6. We have considered the rival submissions, perused the material on record and have gone through the orders of authorities below. We find that in the present case, employer is making two payments of Rs.1.70 lacs per month in addition to the payment of HRA to the assessee to the extent @ 40% of the basic pay. First payment is made by the employer company to the land lord from whom the accommodation was taken on lease by the employer company for the residence of the present assessee. In addition to this, the employer is making payment of special HRA to the assessee of Rs.1.70 lacs per month in addition to the payment of HRA being paid by the employer to the assessee @ 40% of the basic pay. In addition to this, the employer company has provided deposit to the land lord of Rs.40 lacs in respect of housing accommodation taken on lease by the employer company for the purpose of residence of the present assessee. The assessee employee is making payment of Rs.1.70 lacs per month to the employer company towards reimbursement of rental expenses being incurred by the employer company and under these facts, no addition was made by the A.O. in the assessment order and by the assessee in the computation of income in respect of free or concessional housing accommodation provided by the employer u/s 17(2), because the rental expense incurred by the employer company has been reimbursed by the assessee to the employer company. Although in addition to rental expense incurred by the employer company, employer company has provided interest free deposits of Rs.40 lacs to the land lord for the purpose of taking on lease the housing accommodation for the purpose of residence of the present assessee, but no addition was made by the A.O. in respect of interest free deposit provided by the employer company to the land lord. There is no dispute on this aspect.

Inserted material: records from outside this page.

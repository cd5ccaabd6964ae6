// Copyright (C) 2025 SyncMyOrders Sp. z o.o.
// SPDX-License-Identifier: AGPL-3.0-or-later
//! Error types for vmforge-core.
//!
//! Store errors are programming errors at the call site and are never retried.
//! Workflow errors are always recovered inside the workflow and recorded as the
//! task's failure result; [`WorkflowError::failure_reason`] produces that text.

use thiserror::Error;

use crate::platform::PlatformError;
use crate::task::TaskStatus;

/// Platform error code returned when a subscription may not deploy into a region.
pub const REQUEST_DISALLOWED_CODE: &str = "RequestDisallowedByAzure";

/// Result type for task store operations.
pub type StoreResult<T> = std::result::Result<T, StoreError>;

/// Errors raised by the task store.
#[derive(Debug, Error)]
#[non_exhaustive]
pub enum StoreError {
    /// A task with this identity already exists.
    #[error("Task '{task_id}' already exists")]
    DuplicateTask {
        /// The conflicting task ID.
        task_id: String,
    },

    /// No task with this identity exists.
    #[error("Task '{task_id}' not found")]
    UnknownTask {
        /// The missing task ID.
        task_id: String,
    },

    /// The task already reached a terminal state and cannot be rewritten.
    #[error("Task '{task_id}' is already terminal ('{status}')")]
    TerminalTask {
        /// The task ID.
        task_id: String,
        /// The terminal status currently recorded.
        status: TaskStatus,
    },

    /// The requested transition would move the task backwards.
    #[error("Task '{task_id}' cannot move from '{from}' to '{to}'")]
    InvalidTransition {
        /// The task ID.
        task_id: String,
        /// The currently recorded status.
        from: TaskStatus,
        /// The requested status.
        to: TaskStatus,
    },

    /// Database operation failed.
    #[error("Database error during '{operation}': {details}")]
    Database {
        /// The operation that failed.
        operation: String,
        /// Error details.
        details: String,
    },
}

impl StoreError {
    /// Get the error code string for this error type.
    pub fn error_code(&self) -> &'static str {
        match self {
            Self::DuplicateTask { .. } => "DUPLICATE_TASK",
            Self::UnknownTask { .. } => "UNKNOWN_TASK",
            Self::TerminalTask { .. } => "TERMINAL_TASK",
            Self::InvalidTransition { .. } => "INVALID_TRANSITION",
            Self::Database { .. } => "DATABASE_ERROR",
        }
    }
}

impl From<sqlx::Error> for StoreError {
    fn from(err: sqlx::Error) -> Self {
        StoreError::Database {
            operation: "query".to_string(),
            details: err.to_string(),
        }
    }
}

/// Errors raised while provisioning a virtual machine.
#[derive(Debug, Error)]
#[non_exhaustive]
pub enum WorkflowError {
    /// The OS image selector is not in the image table.
    #[error("Unknown OS image '{0}'")]
    UnknownImage(String),

    /// The bootstrap payload is not valid base64-encoded text.
    #[error("Invalid user data: {0}")]
    InvalidUserData(String),

    /// The account is not entitled to provision in the requested region.
    #[error("account is not permitted to create instances in this region")]
    RegionDisallowed(#[source] PlatformError),

    /// Any other platform failure; the text passes through unchanged.
    #[error(transparent)]
    Platform(PlatformError),

    /// The success payload could not be serialized.
    #[error("Failed to encode outcome: {0}")]
    Serialization(#[from] serde_json::Error),

    /// The workflow task panicked before recording an outcome.
    #[error("workflow crashed")]
    Crashed,
}

impl WorkflowError {
    /// Get the error code string for this error type.
    pub fn error_code(&self) -> &'static str {
        match self {
            Self::UnknownImage(_) => "UNKNOWN_IMAGE",
            Self::InvalidUserData(_) => "INVALID_USER_DATA",
            Self::RegionDisallowed(_) => "REGION_DISALLOWED",
            Self::Platform(_) => "PLATFORM_ERROR",
            Self::Serialization(_) => "SERIALIZATION_ERROR",
            Self::Crashed => "WORKFLOW_CRASHED",
        }
    }

    /// Human-readable reason recorded into a failed task's result.
    pub fn failure_reason(&self) -> String {
        self.to_string()
    }
}

impl From<PlatformError> for WorkflowError {
    fn from(err: PlatformError) -> Self {
        if err.code.as_deref() == Some(REQUEST_DISALLOWED_CODE) {
            WorkflowError::RegionDisallowed(err)
        } else {
            WorkflowError::Platform(err)
        }
    }
}

/// Errors raised while rotating an instance's public address.
#[derive(Debug, Error)]
#[non_exhaustive]
pub enum RotationError {
    /// The instance has no network interface attached.
    #[error("Virtual machine '{vm_name}' has no network interface")]
    NoNetworkInterface {
        /// The instance name.
        vm_name: String,
    },

    /// The network interface has no IP configuration.
    #[error("Network interface '{nic_name}' has no IP configuration")]
    NoIpConfiguration {
        /// The interface name.
        nic_name: String,
    },

    /// A platform call failed.
    #[error(transparent)]
    Platform(#[from] PlatformError),
}

/// Errors from the workflow runner.
#[derive(Debug, Error, Clone, PartialEq, Eq)]
#[non_exhaustive]
pub enum RunnerError {
    /// All workflow slots are in use.
    #[error("Workflow capacity exhausted ({limit} running)")]
    Saturated {
        /// The configured concurrency limit.
        limit: usize,
    },

    /// The runner is draining and no longer accepts work.
    #[error("Workflow runner is shutting down")]
    ShuttingDown,
}

/// An action keyword that maps to no platform operation.
#[derive(Debug, Error, Clone, PartialEq, Eq)]
#[error("Unknown action '{0}'")]
pub struct UnknownAction(pub String);

/// Errors returned synchronously to a submitter.
#[derive(Debug, Error)]
#[non_exhaustive]
pub enum SubmitError {
    /// The action keyword is not recognized.
    #[error(transparent)]
    UnknownAction(#[from] UnknownAction),

    /// The request failed validation before any platform call.
    #[error(transparent)]
    Invalid(#[from] WorkflowError),

    /// The runner refused the workflow.
    #[error(transparent)]
    Runner(#[from] RunnerError),

    /// The task could not be recorded.
    #[error(transparent)]
    Store(#[from] StoreError),
}

impl SubmitError {
    /// Get the error code string for this error type.
    pub fn error_code(&self) -> &'static str {
        match self {
            Self::UnknownAction(_) => "UNKNOWN_ACTION",
            Self::Invalid(e) => e.error_code(),
            Self::Runner(RunnerError::Saturated { .. }) => "RUNNER_SATURATED",
            Self::Runner(_) => "RUNNER_SHUTTING_DOWN",
            Self::Store(e) => e.error_code(),
        }
    }
}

7. The dispute in the present case is that the assessee claimed exemption of HRA received by him from the employer company of Rs.3 lacs per month approximately. The exemption is claimed by the assessee u/s 10(13A) for the amount of reimbursement of rental expenses paid to the employer of Rs.1.70 lacs per month. The assessee claimed that he is eligible for exemption u/s 10(13A) and he claimed exemption of Rs.16,19,940/-. This claim of the assessee was rejected by the A.O. on  this basis that since the assessee is not paying rent to the land lord directly, he is not entitled to the benefit of Section 10(13A) of the Income tax Act, 1961. One more reason was given by the A.O. that since the assessee was allowed to occupy free accommodation provided by the employer for which the employer was paying rent as per the leased license agreement, the assessee’s claim of exemption u/s 10(13A) for a sum of Rs.16,19,.940/- is denied and added to the total income of the assessee. Against this disallowance made by the A.O., this is the claim of the assessee that since the assessee is not occupying any housing accommodation owned by the assessee and the assessee is paying rent of Rs.1.70 lacs per month although not to the land lord directly but by way of reimbursement to the employer, the assessee is eligible for exemption u/s 10(13A) of the Act because such reimbursement of rent to the employer also amount to payment of rent by the assessee. Ld. CIT(A) decided this issue in favour of the assessee as per para 4.3 of his order which is reproduced below for the sake of ready reference:

“4.3 I have considered the submissions of the Id. AR and facts of the case and also seen the assessment order. Here, it is a case — where rent was paid by the employer-to-the-landlord and the same was recovered from the employee. The rental agreement between the landlord and the employer is for the purpose of safeguarding the interests of the landlord. In big cities getting proper residential accommodation is very difficult when the employee approaches the landlord, hence this is the way how accommodation is procured and there is nothing new about it. The AO’s view that since employer is paying rent, even though the same is recovered from the employee, the employee is not entitled for exemption u/s 10(13A) of the Act in respect of HRA is ill founded. Prima facie, it appears from the facts that the appellant is eligible to claim exemption u/s 10(13A) of the Act in respect of HRA and as such the Assessing Officer was not justified in making addition and rejecting the claim of the appellant for exemption of HRA u/s. 10(13A) of the Act. Thus, in the given facts and circumstances, the AO is directed to allow the claim of the appellant and as such this ground of appeal is allowed.”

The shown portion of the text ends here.